I am trying to compute the result of the following integral
$$I = \oint_\Gamma \frac{\sqrt{(b-z)(c-z)}}{z + a} d z$$
Where $0 < a$ and $0 < b < c$ are real numbers, and $\Gamma$ is a simple closed curve that encloses the real interval $[b,c]$ leaving $a$ outside (as in the figure).
I think that the result of this integral should be real, but instead I'm getting an imaginary answer. I've included my calculations, so if someone could help me find where I went wrong or offer a different method for finding the result with some explanation, I would really appreciate it.
Let $g(z) := (b - z)^{\frac{1}{2}} (c - z)^{\frac{1}{2}}$, $h(z) = g(z)/(z+a)$ so that $I = \oint_\Gamma h(z) dz$.
Step 1: Fix branches
Define
- $(b - z)^{\frac{1}{2}} = |b - z|^{1/2} e^{\frac{i}{2} \arg(b - z) } \;$ with $\;\arg(b - z) \in [0, 2 \pi)$
- $(c - z)^{\frac{1}{2}} = |c - z|^{1/2} e^{\frac{i}{2} \arg(c - z) } \;$ with $\;\arg(c - z) \in [0, 2 \pi)$
This fixes the branches in $(b - z)^{\frac{1}{2}}$ and $(c - z)^{\frac{1}{2}}$ so that the branch cut of $h(z)$ is the interval $[b,c]$ and $\Gamma$ goes around this branch.
Step 2: Deform $\Gamma$
The function $h(z) = g(z)/(z+a)$ is analytic outside the branch cut $[b,c]$ and the pole in $ z = -a$. We can therefore arbitrarily deform the integral so that
$$I = \oint_{C_1} \frac{g(z)}{z+a} d z - \oint_{C_2} \frac{g(z)}{z+a} d z$$
Where $C_1$ is a large circle enclosing both the pole and the branch cut, and $C_2$ is a small circle containing only the pole $z = -a$.
Step 3: Integral in $C_1$
Finally, we compute the integral over $C_1$ and $C_2$ using the Residue Theorem.
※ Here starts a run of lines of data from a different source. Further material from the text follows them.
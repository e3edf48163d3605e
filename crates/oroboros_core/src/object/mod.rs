//! # Engine Objects
//!
//! Objects live in the [`ObjectHeap`](crate::memory::ObjectHeap), are named and parented by
//! the [`ObjectsDb`], and are reached through the [`CoreObjects`] facade.
//!
//! ## Architecture
//!
//! ```text
//! ┌──────────────────────── CoreObjects ────────────────────────┐
//! │  TypeRegistry        ObjectsDb               ObjectHeap      │
//! │  (descriptors)       (path → record)         (class → slots) │
//! │        ▲                  │ handle                 ▲          │
//! │        └──── class ───────┴────────────────────────┘          │
//! └──────────────────────────────────────────────────────────────┘
//! ```

pub mod db;
pub mod flags;
mod gc;
pub mod helpers;
pub mod path;
mod permit;
mod runtime;

pub use db::{ObjectRecord, ObjectsDb};
pub use flags::ObjectFlags;
pub use gc::{GcPhase, GcStats, GcStatus};
pub use helpers::{
    copy_object, deep_copy, duplicate_object, find_object_references, gather_objects,
    replace_object_references, CopyObjectOptions, DuplicateOptions, ObjectReference,
    TraversalMode,
};
pub use permit::MutationPermit;
pub use runtime::{CoreObjects, HandleState, ObjectClass};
Since $g(z)/(z+a)$ is analytic outside the big circle $C_1$ we can compute that integral using the residue at infinity.
$$\oint_{C_1} \frac{g(z)}{z+a} d z = 2 \pi i \; \text{Res}_{z=0} \; \frac{1}{z^2} h\Big(\frac{1}{z}\Big)$$
Note that $$\frac{1}{z^2} h\Big(\frac{1}{z}\Big) = \frac{1}{z^2} f(z)$$
where
$$f(z) = \frac{\frac{(z b - 1)^{\frac{1}{2}}(z c - 1)^{\frac{1}{2}}}{z}}{\frac{z a + 1}{z}} = \frac{1}{z^2} \frac{(b z - 1)^{\frac{1}{2}}(c z - 1)^{\frac{1}{2}}}{(1 + z a)}$$.
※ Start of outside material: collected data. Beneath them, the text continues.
//! Deep copy between two values of the same reflected type.
//!
//! Elements of containers, maps and pairs are copied into freshly constructed scratch values
//! that are then moved into the destination, so source and destination never share storage.

use std::any::Any;

use super::{dispatch, for_each_field_pair, FieldVisitor};
use crate::descriptor::{
    ClassDescriptor, ContainerDescriptor, DescriptorId, EnumDescriptor, MapDescriptor,
    PairDescriptor, PrimitiveDescriptor, QualifiedDescriptor, TypeDescriptor, TypeKind,
};
use crate::object_ref::ObjectId;
use crate::registry::TypeRegistry;

/// Redirects object references while they are copied.
pub trait ObjectRefRemap {
    /// Returns the reference to store in the destination.
    fn remap(&self, target: Option<ObjectId>) -> Option<ObjectId>;
}

impl<F: Fn(Option<ObjectId>) -> Option<ObjectId>> ObjectRefRemap for F {
    fn remap(&self, target: Option<ObjectId>) -> Option<ObjectId> {
        self(target)
    }
}

struct DeepCopy<'r> {
    registry: &'r TypeRegistry,
    remap: &'r dyn ObjectRefRemap,
}

impl<'f, 't> FieldVisitor<(&'f dyn Any, &'t mut dyn Any)> for DeepCopy<'_> {
    fn visit_fundamental(
        &mut self,
        ty: &TypeDescriptor,
        primitive: &PrimitiveDescriptor,
        (from, to): (&'f dyn Any, &'t mut dyn Any),
    ) {
        if !(primitive.copy)(from, to) {
            debug_assert!(false, "copy between values not of type {}", ty.name());
        }
    }

    fn visit_struct(
        &mut self,
        _ty: &TypeDescriptor,
        class: &ClassDescriptor,
        (from, to): (&'f dyn Any, &'t mut dyn Any),
    ) {
        let registry = self.registry;
        for_each_field_pair(registry, class, from, to, &mut |_, ty, from, to| {
            dispatch(self, ty, (from, to));
        });
    }

    fn visit_enum(
        &mut self,
        _ty: &TypeDescriptor,
        descriptor: &EnumDescriptor,
        (from, to): (&'f dyn Any, &'t mut dyn Any),
    ) {
        if let Some(raw) = (descriptor.get)(from) {
            (descriptor.set)(to, raw);
        }
    }

    fn visit_container(
        &mut self,
        _ty: &TypeDescriptor,
        container: &ContainerDescriptor,
        (from, to): (&'f dyn Any, &'t mut dyn Any),
    ) {
        let element_ty = self.registry.get(container.element);
        container.retriever.clear(to);
        for element in container.retriever.iter(from) {
            let mut scratch = container.retriever.construct();
            dispatch(self, &element_ty, (element, &mut *scratch));
            container.retriever.add(to, scratch);
        }
    }

    fn visit_map(
        &mut self,
        _ty: &TypeDescriptor,
        map: &MapDescriptor,
        (from, to): (&'f dyn Any, &'t mut dyn Any),
    ) {
        let entry_ty = self.registry.get(map.entry);
        let TypeKind::Pair(entry) = entry_ty.kind() else {
            return;
        };
        let key_ty = self.registry.get(map.key);
        let value_ty = self.registry.get(map.value);

        map.retriever.clear(to);
        for (key, value) in map.retriever.iter(from) {
            let mut scratch = map.retriever.construct_entry();
            if let Some(scratch_key) = entry.retriever.first_mut(&mut *scratch) {
                dispatch(self, &key_ty, (key, scratch_key));
            }
            if let Some(scratch_value) = entry.retriever.second_mut(&mut *scratch) {
                dispatch(self, &value_ty, (value, scratch_value));
            }
            map.retriever.add_entry(to, scratch);
        }
    }

    fn visit_pair(
        &mut self,
        _ty: &TypeDescriptor,
        pair: &PairDescriptor,
        (from, to): (&'f dyn Any, &'t mut dyn Any),
    ) {
        let first_ty = self.registry.get(pair.first);
        let second_ty = self.registry.get(pair.second);
        if let (Some(from_first), Some(to_first)) =
            (pair.retriever.first(from), pair.retriever.first_mut(to))
        {
            dispatch(self, &first_ty, (from_first, to_first));
        }
        if let (Some(from_second), Some(to_second)) =
            (pair.retriever.second(from), pair.retriever.second_mut(to))
        {
            dispatch(self, &second_ty, (from_second, to_second));
        }
    }

    fn visit_object_ref(
        &mut self,
        _ty: &TypeDescriptor,
        qualified: &QualifiedDescriptor,
        (from, to): (&'f dyn Any, &'t mut dyn Any),
    ) {
        if let Some(target) = (qualified.get)(from) {
            (qualified.set)(to, self.remap.remap(target));
        }
    }
}

/// Deep-copies every field of `from` into `to`. Both must be instances of `class`.
pub fn copy_fields(
    registry: &TypeRegistry,
    class: DescriptorId,
    from: &dyn Any,
    to: &mut dyn Any,
    remap: &dyn ObjectRefRemap,
) {
    let ty = registry.get(class);
    if let Some(class) = ty.as_class() {
        let mut visitor = DeepCopy { registry, remap };
        for_each_field_pair(registry, class, from, to, &mut |_, field_ty, from, to| {
            dispatch(&mut visitor, field_ty, (from, to));
        });
    }
}

/// Deep-copies a value of any reflected type.
pub fn copy_value(
    registry: &TypeRegistry,
    ty: DescriptorId,
    from: &dyn Any,
    to: &mut dyn Any,
    remap: &dyn ObjectRefRemap,
) {
    let ty = registry.get(ty);
    dispatch(&mut DeepCopy { registry, remap }, &ty, (from, to));
}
Since $f$ is analytic at $z = 0$ then (eq. 9.4.19 of this)
$$ 2 \pi i \; \text{Res}_{z=0} \frac{f(z)}{z^2} = 2 \pi i f'(0)$$
Some computations show that
$$f'(z) = \frac{c}{2 \sqrt{c z - 1}} \frac{\sqrt{z b - 1}}{1 + z a} + \frac{b}{2 \sqrt{b z - 1}} \frac{\sqrt{z c - 1}}{1 + z a} - \frac{\sqrt{z b - 1}\sqrt{z x - 1}}{(z a + 1)^2} a$$
By the previous choices of the branches we have in $\lim_{z \to 0 } \sqrt{z b - 1} = \lim_{z \to 0 } \sqrt{z c - 1} = i$
Therefore
$$\oint_{C_1} \frac{g(z)}{z+a} d z = \pi (b + c + 2 a) i$$
Step 4: Integral in $C_2$
Since $g(z)$ is analytic at $z = -a$ we have
$$\oint_{C_1} \frac{g(z)}{z+a} d z = 2 \pi i g(-a) = 2 \pi i \sqrt{(b +a) (c + a)}$$
Step 5: Conclusion
We find therefore
$$I = 2 \pi i \sqrt{(b +a) (c + a)} + \pi (b + c + 2 a) i$$